精神病是一种特殊的精神状态,以个体与现实脱节为特征。其病因可追溯到多种起源:躯体疾病,如甲状腺毒症;神经性,如惊厥障碍;“纯”精神性,如精神分裂症。与现实脱节可反映在患者对世界的感知(幻觉),以及对这些感知的反应(异常信念,如妄想及偏执)上。

抗精神病药用于缓解大部分精神病性障碍。最初认为,此类药物通过阻断基底节纹状体的多巴胺D2受体发挥药理效应;而当前的研究显示,精神分裂症的神经化学机制更为复杂,涉及其他多种递质系统,如谷氨酸、5-HT及其他神经肽(如神经降压素、胆囊收缩素及促肾上腺皮质激素释放激素等)。

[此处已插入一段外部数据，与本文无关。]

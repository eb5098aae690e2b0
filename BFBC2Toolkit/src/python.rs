//! External interpreter helpers: locate, validate, version-check and run scripts

use std::path::{Path, PathBuf};
use std::process::Command;

use crate::error::{Error, Result};
use crate::settings::{ToolkitConfig, WINDOWED_INTERPRETER};

/// Run `script` with `interpreter`, passing each argument as its own path, and
/// wait for it to exit.
///
/// # Errors
/// Returns [`Error::PythonLaunch`] if the interpreter cannot be started and
/// [`Error::ProcessFailed`] if the script exits unsuccessfully.
pub fn execute_script<P: AsRef<Path>>(interpreter: &Path, script: &Path, args: &[P]) -> Result<()> {
    tracing::debug!(
        "Running {} {} ({} args)",
        interpreter.display(),
        script.display(),
        args.len()
    );

    let status = Command::new(interpreter)
        .arg(script)
        .args(args.iter().map(AsRef::as_ref))
        .status()
        .map_err(|source| Error::PythonLaunch {
            interpreter: interpreter.to_path_buf(),
            source,
        })?;

    if !status.success() {
        return Err(Error::ProcessFailed {
            script: script.to_path_buf(),
            code: status.code(),
        });
    }
    Ok(())
}

/// Accept a user-selected interpreter executable.
///
/// The windowed interpreter is taken as-is; any other executable is swapped
/// for the windowed interpreter next to it, if there is one. The accepted path
/// is stored in `config`.
pub fn change_path(config: &mut ToolkitConfig, selected: &Path) -> Option<PathBuf> {
    let is_windowed = selected
        .file_name()
        .is_some_and(|name| name.eq_ignore_ascii_case(WINDOWED_INTERPRETER));

    let accepted = if is_windowed {
        selected.to_path_buf()
    } else {
        let sibling = selected.parent()?.join(WINDOWED_INTERPRETER);
        if !sibling.is_file() {
            tracing::warn!("No {WINDOWED_INTERPRETER} next to {}", selected.display());
            return None;
        }
        sibling
    };

    tracing::info!("Python path set to {}", accepted.display());
    config.python_path.clone_from(&accepted);
    Some(accepted)
}

/// Console interpreter matching a windowed one (`pythonw.exe` -> `python.exe`)
pub fn console_interpreter(interpreter: &Path) -> PathBuf {
    let is_windowed = interpreter
        .file_name()
        .is_some_and(|name| name.eq_ignore_ascii_case("pythonw.exe"));
    if is_windowed {
        interpreter.with_file_name("python.exe")
    } else {
        interpreter.to_path_buf()
    }
}

/// Check that `interpreter --version` reports `required`.
///
/// Both output streams are searched, older interpreters print the version on
/// stderr. Launch failures are logged and count as a mismatch.
pub fn check_version(interpreter: &Path, required: &str) -> bool {
    let console = console_interpreter(interpreter);
    match Command::new(&console).arg("--version").output() {
        Ok(output) => {
            let mut version_info = String::from_utf8_lossy(&output.stdout).into_owned();
            version_info.push_str(&String::from_utf8_lossy(&output.stderr));
            tracing::debug!("{} reports {}", console.display(), version_info.trim());
            version_info.contains(required)
        }
        Err(e) => {
            tracing::error!("Failed to run {} --version: {e}", console.display());
            false
        }
    }
}

#[cfg(test)]
mod tests {
    use super::*;

    #[test]
    fn test_console_interpreter() {
        assert_eq!(
            console_interpreter(Path::new("C:/Python311/pythonw.exe")),
            PathBuf::from("C:/Python311/python.exe")
        );
        assert_eq!(
            console_interpreter(Path::new("/usr/bin/python3")),
            PathBuf::from("/usr/bin/python3")
        );
    }

    #[test]
    fn test_change_path_accepts_windowed_interpreter() {
        let mut config = ToolkitConfig::default();
        let selected = PathBuf::from("/opt/python").join(WINDOWED_INTERPRETER);
        assert_eq!(change_path(&mut config, &selected), Some(selected.clone()));
        assert_eq!(config.python_path, selected);
    }

    #[test]
    fn test_change_path_uses_sibling() {
        let dir = tempfile::tempdir().unwrap();
        let mut config = ToolkitConfig::default();
        let original = config.python_path.clone();
        let selected = dir.path().join("some-tool.exe");

        assert_eq!(change_path(&mut config, &selected), None);
        assert_eq!(config.python_path, original);

        std::fs::write(dir.path().join(WINDOWED_INTERPRETER), b"").unwrap();
        assert_eq!(
            change_path(&mut config, &selected),
            Some(dir.path().join(WINDOWED_INTERPRETER))
        );
    }

    #[test]
    fn test_missing_interpreter() {
        let missing = Path::new("/definitely/not/here/python");
        assert!(matches!(
            execute_script(missing, Path::new("fbrb.py"), &["a.fbrb"]),
            Err(Error::PythonLaunch { .. })
        ));
        assert!(!check_version(missing, "Python 3.11"));
    }

    #[cfg(unix)]
    #[test]
    fn test_execute_script_passes_paths() {
        let dir = tempfile::tempdir().unwrap();
        let script = dir.path().join("copy.sh");
        std::fs::write(&script, "cp \"$1\" \"$2\"\n").unwrap();
        let source = dir.path().join("in file.txt");
        let target = dir.path().join("out file.txt");
        std::fs::write(&source, b"payload").unwrap();

        execute_script(Path::new("/bin/sh"), &script, &[&source, &target]).unwrap();
        assert_eq!(std::fs::read(&target).unwrap(), b"payload");
    }

    #[cfg(unix)]
    #[test]
    fn test_execute_script_reports_exit_code() {
        let dir = tempfile::tempdir().unwrap();
        let script = dir.path().join("fail.sh");
        std::fs::write(&script, "exit 3\n").unwrap();

        let err = execute_script::<&Path>(Path::new("/bin/sh"), &script, &[]).unwrap_err();
        assert!(matches!(err, Error::ProcessFailed { code: Some(3), .. }));
    }

    #[cfg(unix)]
    #[test]
    fn test_check_version_reads_both_streams() {
        use std::os::unix::fs::PermissionsExt;

        let dir = tempfile::tempdir().unwrap();
        let fake = dir.path().join("python3");
        std::fs::write(&fake, "#!/bin/sh\necho \"Python 3.11.9\" >&2\n").unwrap();
        std::fs::set_permissions(&fake, std::fs::Permissions::from_mode(0o755)).unwrap();

        assert!(check_version(&fake, "Python 3.11"));
        assert!(!check_version(&fake, "Python 3.12"));
    }
}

尽管当前有关精神分裂症及精神病的知识愈发复杂,鉴于多巴胺仍是抗精神病药所针对的主要系统,该系统仍然扮演着关键角色。纵然我们将抗精神病药分为“经典”和“非典型”两大类,每种药物均可能调节多巴胺之外的其他神经递质系统,进而具有不同的药理学特征。

例如,氟哌啶醇和氯丙嗪同属经典抗精神病药,但根据我们的临床经验,后者可导致更为显著的镇静、体重增加、便秘及视物模糊,这与氯丙嗪的组胺及胆碱能作用相关,而氟哌啶醇则有所不同。事实上,很多当前使用的经典及非典型抗精神病药的组胺及胆碱能作用并未得到充分的重视。然而,它们可能与临床治疗关系密切。

抗精神病药 + 抗胆碱能药 = ?

理论上讲,抗精神病药通过阻断D2受体缓解某些类型的精神病,尤其是伏隔核的D2受体。对于氯丙嗪及喹硫平等抗精神病药而言,除阻断DA受体之外,它们还具有胆碱能(毒蕈碱)阻断效应,这一效应可导致我们的很多病人出现种种治疗期望之外的副作用,如便秘及视觉模糊。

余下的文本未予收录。